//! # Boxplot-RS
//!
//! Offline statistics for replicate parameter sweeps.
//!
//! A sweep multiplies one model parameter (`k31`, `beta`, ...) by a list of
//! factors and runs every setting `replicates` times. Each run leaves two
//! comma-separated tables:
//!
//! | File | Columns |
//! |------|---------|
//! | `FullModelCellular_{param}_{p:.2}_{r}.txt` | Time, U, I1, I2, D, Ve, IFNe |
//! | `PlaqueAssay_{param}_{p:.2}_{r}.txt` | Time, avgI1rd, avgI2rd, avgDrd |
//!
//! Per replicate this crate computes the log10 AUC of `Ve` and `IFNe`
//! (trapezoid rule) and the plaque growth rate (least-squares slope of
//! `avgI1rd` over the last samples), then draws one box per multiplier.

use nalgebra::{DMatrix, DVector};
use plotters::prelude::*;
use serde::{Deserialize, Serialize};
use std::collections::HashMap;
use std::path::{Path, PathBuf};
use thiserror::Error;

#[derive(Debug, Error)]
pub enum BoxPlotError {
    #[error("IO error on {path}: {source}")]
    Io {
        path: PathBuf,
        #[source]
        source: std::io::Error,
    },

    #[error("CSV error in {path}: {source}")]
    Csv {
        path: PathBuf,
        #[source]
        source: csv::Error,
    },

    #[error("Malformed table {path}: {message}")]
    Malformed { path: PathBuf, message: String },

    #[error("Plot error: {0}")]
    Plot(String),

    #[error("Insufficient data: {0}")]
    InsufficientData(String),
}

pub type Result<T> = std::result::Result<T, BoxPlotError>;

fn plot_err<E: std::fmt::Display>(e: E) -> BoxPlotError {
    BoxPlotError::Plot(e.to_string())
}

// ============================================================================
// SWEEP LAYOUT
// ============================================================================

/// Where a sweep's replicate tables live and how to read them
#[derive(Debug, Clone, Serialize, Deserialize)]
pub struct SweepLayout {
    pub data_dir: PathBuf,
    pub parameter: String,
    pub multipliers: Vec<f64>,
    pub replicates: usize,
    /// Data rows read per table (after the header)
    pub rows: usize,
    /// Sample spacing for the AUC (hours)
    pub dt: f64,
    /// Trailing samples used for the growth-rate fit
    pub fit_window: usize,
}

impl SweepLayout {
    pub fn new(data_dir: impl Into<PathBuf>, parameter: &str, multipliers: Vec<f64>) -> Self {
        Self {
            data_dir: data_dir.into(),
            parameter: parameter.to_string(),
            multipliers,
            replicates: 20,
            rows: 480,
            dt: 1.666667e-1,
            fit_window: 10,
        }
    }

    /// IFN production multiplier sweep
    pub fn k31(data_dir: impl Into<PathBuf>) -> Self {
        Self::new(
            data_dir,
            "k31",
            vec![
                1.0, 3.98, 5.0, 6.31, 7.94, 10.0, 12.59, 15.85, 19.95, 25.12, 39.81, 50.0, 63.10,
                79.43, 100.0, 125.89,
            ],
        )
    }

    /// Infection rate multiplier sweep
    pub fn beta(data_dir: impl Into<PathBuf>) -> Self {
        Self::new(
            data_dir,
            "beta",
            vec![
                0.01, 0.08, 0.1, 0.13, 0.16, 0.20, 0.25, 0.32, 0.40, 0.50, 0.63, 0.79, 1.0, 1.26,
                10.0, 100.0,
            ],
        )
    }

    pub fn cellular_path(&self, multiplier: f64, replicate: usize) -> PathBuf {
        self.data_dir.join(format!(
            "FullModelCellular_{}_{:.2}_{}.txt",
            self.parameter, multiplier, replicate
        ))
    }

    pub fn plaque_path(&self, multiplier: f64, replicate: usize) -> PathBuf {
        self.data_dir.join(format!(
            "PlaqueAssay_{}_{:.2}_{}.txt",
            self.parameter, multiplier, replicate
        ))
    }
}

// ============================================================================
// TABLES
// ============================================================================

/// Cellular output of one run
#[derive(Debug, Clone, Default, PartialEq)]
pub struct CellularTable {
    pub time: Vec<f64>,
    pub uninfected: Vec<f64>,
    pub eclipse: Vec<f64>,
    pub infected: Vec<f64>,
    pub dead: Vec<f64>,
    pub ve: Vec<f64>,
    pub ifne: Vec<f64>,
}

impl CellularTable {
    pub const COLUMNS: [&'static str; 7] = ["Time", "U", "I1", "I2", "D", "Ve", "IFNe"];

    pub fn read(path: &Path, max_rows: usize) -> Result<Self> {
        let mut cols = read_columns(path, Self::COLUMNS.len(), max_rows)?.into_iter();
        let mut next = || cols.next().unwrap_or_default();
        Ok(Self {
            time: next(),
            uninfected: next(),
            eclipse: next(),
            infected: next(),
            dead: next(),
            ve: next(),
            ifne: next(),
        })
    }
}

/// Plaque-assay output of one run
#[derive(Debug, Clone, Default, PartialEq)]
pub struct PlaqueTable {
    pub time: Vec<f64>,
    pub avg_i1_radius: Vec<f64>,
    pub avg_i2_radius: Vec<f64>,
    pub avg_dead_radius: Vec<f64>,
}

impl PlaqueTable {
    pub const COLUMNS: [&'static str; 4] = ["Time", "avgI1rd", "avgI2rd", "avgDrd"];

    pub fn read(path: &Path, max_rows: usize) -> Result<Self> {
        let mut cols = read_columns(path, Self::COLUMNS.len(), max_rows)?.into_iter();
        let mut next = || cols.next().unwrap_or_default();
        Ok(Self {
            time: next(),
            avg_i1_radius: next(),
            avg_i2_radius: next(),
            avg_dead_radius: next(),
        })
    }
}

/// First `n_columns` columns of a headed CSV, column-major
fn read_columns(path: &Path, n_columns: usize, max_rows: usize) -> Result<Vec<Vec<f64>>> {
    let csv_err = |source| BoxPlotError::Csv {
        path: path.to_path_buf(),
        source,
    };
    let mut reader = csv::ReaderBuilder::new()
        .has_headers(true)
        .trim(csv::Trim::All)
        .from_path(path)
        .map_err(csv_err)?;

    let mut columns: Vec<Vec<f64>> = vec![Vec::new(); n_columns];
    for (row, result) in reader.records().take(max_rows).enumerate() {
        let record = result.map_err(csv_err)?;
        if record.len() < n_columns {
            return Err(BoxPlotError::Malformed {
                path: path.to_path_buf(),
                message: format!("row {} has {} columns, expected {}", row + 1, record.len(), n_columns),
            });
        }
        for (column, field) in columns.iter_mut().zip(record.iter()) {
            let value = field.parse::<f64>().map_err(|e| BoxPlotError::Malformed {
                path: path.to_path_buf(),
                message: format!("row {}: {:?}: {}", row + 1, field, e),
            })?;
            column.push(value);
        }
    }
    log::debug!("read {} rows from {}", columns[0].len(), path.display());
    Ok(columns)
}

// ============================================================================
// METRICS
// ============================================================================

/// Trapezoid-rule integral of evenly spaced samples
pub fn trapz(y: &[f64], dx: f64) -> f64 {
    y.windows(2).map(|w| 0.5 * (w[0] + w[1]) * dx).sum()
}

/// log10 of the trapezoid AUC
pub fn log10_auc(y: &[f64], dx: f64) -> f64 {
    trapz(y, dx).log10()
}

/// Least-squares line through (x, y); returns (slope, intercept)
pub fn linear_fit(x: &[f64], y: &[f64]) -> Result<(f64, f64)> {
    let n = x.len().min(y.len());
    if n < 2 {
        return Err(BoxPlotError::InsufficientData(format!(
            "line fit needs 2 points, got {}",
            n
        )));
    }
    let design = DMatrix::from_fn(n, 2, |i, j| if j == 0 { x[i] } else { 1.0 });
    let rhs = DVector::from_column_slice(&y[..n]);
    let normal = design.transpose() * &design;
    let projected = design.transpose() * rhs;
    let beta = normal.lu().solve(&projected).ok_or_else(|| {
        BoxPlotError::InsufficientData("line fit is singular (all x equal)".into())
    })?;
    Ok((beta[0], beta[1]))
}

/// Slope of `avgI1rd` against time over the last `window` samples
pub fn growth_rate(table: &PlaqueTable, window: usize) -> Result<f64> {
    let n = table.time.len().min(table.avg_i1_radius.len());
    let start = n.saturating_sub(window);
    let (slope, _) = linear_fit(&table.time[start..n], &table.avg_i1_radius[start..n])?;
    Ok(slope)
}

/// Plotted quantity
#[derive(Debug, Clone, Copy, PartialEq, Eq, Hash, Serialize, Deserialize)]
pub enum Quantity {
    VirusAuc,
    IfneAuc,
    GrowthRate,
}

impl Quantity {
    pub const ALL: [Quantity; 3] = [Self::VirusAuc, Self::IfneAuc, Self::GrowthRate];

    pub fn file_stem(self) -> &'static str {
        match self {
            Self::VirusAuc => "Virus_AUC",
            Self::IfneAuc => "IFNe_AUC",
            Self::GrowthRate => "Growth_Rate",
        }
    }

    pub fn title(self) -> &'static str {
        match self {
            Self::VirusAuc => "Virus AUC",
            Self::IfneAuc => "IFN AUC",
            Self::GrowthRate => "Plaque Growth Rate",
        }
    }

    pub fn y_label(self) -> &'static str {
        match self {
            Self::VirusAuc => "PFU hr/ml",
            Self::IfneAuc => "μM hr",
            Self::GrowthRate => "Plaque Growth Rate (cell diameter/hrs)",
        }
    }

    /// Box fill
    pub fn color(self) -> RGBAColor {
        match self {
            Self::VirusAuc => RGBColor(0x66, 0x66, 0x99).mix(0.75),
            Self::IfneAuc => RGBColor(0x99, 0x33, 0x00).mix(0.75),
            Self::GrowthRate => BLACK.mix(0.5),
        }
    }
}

------------------------------------------------------------------------

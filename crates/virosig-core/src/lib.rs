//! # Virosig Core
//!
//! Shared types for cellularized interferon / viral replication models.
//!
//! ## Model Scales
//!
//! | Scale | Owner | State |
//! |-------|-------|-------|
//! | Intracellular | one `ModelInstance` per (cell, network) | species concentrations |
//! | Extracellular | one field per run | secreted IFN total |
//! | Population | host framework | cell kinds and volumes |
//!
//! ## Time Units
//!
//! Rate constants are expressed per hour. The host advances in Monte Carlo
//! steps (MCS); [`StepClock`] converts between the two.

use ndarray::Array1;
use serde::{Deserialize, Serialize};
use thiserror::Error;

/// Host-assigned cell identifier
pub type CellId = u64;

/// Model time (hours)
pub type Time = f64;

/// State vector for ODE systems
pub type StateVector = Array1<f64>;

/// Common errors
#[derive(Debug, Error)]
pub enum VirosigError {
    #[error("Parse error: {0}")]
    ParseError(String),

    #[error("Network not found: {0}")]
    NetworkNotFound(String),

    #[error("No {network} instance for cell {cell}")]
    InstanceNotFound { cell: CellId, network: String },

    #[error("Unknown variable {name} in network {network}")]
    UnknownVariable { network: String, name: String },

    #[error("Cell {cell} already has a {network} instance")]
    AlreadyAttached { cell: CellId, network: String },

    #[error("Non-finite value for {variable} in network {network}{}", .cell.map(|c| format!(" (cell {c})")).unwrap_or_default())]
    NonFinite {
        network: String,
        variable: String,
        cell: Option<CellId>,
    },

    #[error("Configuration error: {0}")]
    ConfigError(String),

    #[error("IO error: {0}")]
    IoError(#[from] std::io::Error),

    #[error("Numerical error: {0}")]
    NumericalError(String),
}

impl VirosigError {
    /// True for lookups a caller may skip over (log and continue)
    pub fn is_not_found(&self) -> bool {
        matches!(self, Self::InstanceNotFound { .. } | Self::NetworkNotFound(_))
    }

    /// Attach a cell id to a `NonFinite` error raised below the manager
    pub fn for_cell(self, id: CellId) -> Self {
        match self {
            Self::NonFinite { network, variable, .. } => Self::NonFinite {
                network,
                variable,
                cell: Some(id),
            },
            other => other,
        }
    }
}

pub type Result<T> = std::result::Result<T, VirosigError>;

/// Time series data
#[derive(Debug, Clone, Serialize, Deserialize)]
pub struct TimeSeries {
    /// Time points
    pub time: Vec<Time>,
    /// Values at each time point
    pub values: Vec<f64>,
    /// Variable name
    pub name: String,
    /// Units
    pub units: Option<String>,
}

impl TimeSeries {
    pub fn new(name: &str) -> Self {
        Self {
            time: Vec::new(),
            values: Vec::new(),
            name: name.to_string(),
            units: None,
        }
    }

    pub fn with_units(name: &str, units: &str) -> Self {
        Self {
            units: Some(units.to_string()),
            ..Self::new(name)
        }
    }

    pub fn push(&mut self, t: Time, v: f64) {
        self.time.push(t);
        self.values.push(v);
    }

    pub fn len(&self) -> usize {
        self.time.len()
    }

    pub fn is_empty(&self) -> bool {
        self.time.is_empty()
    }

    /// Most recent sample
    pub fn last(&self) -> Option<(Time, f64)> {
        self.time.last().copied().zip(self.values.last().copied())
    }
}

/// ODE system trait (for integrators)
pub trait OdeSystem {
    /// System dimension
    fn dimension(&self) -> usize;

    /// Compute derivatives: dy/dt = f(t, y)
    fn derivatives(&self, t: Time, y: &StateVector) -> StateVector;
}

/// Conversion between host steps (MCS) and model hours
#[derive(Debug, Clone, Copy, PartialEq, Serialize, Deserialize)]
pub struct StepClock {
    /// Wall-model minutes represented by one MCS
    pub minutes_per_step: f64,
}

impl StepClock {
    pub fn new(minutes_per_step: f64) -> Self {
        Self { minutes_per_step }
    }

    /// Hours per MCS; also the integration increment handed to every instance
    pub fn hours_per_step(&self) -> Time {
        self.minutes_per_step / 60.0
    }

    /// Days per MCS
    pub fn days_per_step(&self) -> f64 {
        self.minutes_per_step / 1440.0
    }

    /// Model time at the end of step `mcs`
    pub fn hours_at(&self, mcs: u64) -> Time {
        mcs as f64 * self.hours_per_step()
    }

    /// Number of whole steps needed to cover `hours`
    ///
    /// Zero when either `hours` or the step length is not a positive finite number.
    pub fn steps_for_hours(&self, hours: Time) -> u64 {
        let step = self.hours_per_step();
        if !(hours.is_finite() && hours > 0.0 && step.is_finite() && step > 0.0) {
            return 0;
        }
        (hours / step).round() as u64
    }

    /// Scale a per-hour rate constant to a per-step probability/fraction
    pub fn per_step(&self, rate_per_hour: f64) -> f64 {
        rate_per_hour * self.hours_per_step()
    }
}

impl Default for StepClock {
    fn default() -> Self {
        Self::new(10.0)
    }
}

------------------------------------------------------------------------

Assigned task:
Based on the entries above, give the number of lines with the string "source" and no further text.

Output for this exercise:
8